DATASET START
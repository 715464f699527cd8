//! Client for the Prometheus HTTP query API.
mod client;
mod tls;
mod types;


pub use client::{LABELS_PATH, PrometheusClient, QUERY_RANGE_PATH};
pub use types::{RawSample, RawSeries};
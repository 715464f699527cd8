use std::num::{NonZeroU64, NonZeroUsize};

use clap::ValueEnum;
use serde::{Deserialize, Serialize};

use crate::error::ValidationError;

/// What the poll loop does when an iteration fails after retries.
#[derive(Debug, Clone, Copy, ValueEnum, Deserialize, Serialize, PartialEq, Eq, Default)]
#[serde(rename_all = "kebab-case")]
pub enum FailurePolicy {
    /// Log the failure, keep the window start, and try again next iteration.
    #[default]
    Continue,
    /// Stop the process with the failure.
    Exit,
}

impl FailurePolicy {
    #[must_use]
    pub const fn as_str(self) -> &'static str {
        match self {
            FailurePolicy::Continue => "continue",
            FailurePolicy::Exit => "exit",
        }
    }
}

#[derive(Debug, Clone, Copy, PartialEq, Eq)]
pub struct PositiveU64(NonZeroU64);

impl PositiveU64 {
    pub const ONE: Self = Self(NonZeroU64::MIN);

    #[must_use]
    pub const fn get(self) -> u64 {
        self.0.get()
    }
}

impl TryFrom<u64> for PositiveU64 {
    type Error = ValidationError;

    fn try_from(value: u64) -> Result<Self, Self::Error> {
        NonZeroU64::new(value)
            .map(PositiveU64)
            .ok_or(ValidationError::ValueTooSmall { min: 1 })
    }
}

impl std::str::FromStr for PositiveU64 {
    type Err = ValidationError;

    fn from_str(s: &str) -> Result<Self, Self::Err> {
        let value: u64 = s
            .parse()
            .map_err(|err| ValidationError::InvalidNumber { source: err })?;
        PositiveU64::try_from(value)
    }
}

impl From<PositiveU64> for u64 {
    fn from(value: PositiveU64) -> Self {
        value.get()
    }
}

#[derive(Debug, Clone, Copy, PartialEq, Eq)]
pub struct PositiveUsize(NonZeroUsize);

impl PositiveUsize {
    pub const ONE: Self = Self(NonZeroUsize::MIN);

    #[must_use]
    pub const fn get(self) -> usize {
        self.0.get()
    }
}

impl TryFrom<usize> for PositiveUsize {
    type Error = ValidationError;

    fn try_from(value: usize) -> Result<Self, Self::Error> {
        NonZeroUsize::new(value)
            .map(PositiveUsize)
            .ok_or(ValidationError::ValueTooSmall { min: 1 })
    }
}

impl std::str::FromStr for PositiveUsize {
    type Err = ValidationError;

    fn from_str(s: &str) -> Result<Self, Self::Err> {
        let value: usize = s
            .parse()
            .map_err(|err| ValidationError::InvalidNumber { source: err })?;
        PositiveUsize::try_from(value)
    }
}

impl From<PositiveUsize> for usize {
    fn from(value: PositiveUsize) -> Self {
        value.get()
    }
}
DATASET END
» ACTION ITEM
Each line of the material above needs to be returned exactly as written.

» RESULT OF THIS TASK
repository 715464f699527cd8
//! Client for the Prometheus HTTP query API.
mod client;
mod tls;
mod types;


pub use client::{LABELS_PATH, PrometheusClient, QUERY_RANGE_PATH};
pub use types::{RawSample, RawSeries};
repository 715464f699527cd8
use std::num::{NonZeroU64, NonZeroUsize};

use clap::ValueEnum;
use serde::{Deserialize, Serialize};

use crate::error::ValidationError;

/// What the poll loop does when an iteration fails after retries.
#[derive(Debug, Clone, Copy, ValueEnum, Deserialize, Serialize, PartialEq, Eq, Default)]
#[serde(rename_all = "kebab-case")]
pub enum FailurePolicy {
    /// Log the failure, keep the window start, and try again next iteration.
    #[default]
    Continue,
    /// Stop the process with the failure.
    Exit,
}

impl FailurePolicy {
    #[must_use]
    pub const fn as_str(self) -> &'static str {
        match self {
            FailurePolicy::Continue => "continue",
            FailurePolicy::Exit => "exit",
        }
    }
}

#[derive(Debug, Clone, Copy, PartialEq, Eq)]
pub struct PositiveU64(NonZeroU64);

impl PositiveU64 {
    pub const ONE: Self = Self(NonZeroU64::MIN);

    #[must_use]
    pub const fn get(self) -> u64 {
        self.0.get()
    }
}

impl TryFrom<u64> for PositiveU64 {
    type Error = ValidationError;

    fn try_from(value: u64) -> Result<Self, Self::Error> {
        NonZeroU64::new(value)
            .map(PositiveU64)
            .ok_or(ValidationError::ValueTooSmall { min: 1 })
    }
}

impl std::str::FromStr for PositiveU64 {
    type Err = ValidationError;

    fn from_str(s: &str) -> Result<Self, Self::Err> {
        let value: u64 = s
            .parse()
            .map_err(|err| ValidationError::InvalidNumber { source: err })?;
        PositiveU64::try_from(value)
    }
}

impl From<PositiveU64> for u64 {
    fn from(value: PositiveU64) -> Self {
        value.get()
    }
}

#[derive(Debug, Clone, Copy, PartialEq, Eq)]
pub struct PositiveUsize(NonZeroUsize);

impl PositiveUsize {
    pub const ONE: Self = Self(NonZeroUsize::MIN);

    #[must_use]
    pub const fn get(self) -> usize {
        self.0.get()
    }
}

impl TryFrom<usize> for PositiveUsize {
    type Error = ValidationError;

    fn try_from(value: usize) -> Result<Self, Self::Error> {
        NonZeroUsize::new(value)
            .map(PositiveUsize)
            .ok_or(ValidationError::ValueTooSmall { min: 1 })
    }
}

impl std::str::FromStr for PositiveUsize {
    type Err = ValidationError;

    fn from_str(s: &str) -> Result<Self, Self::Err> {
        let value: usize = s
            .parse()
            .map_err(|err| ValidationError::InvalidNumber { source: err })?;
        PositiveUsize::try_from(value)
    }
}

impl From<PositiveUsize> for usize {
    fn from(value: PositiveUsize) -> Self {
        value.get()
    }
}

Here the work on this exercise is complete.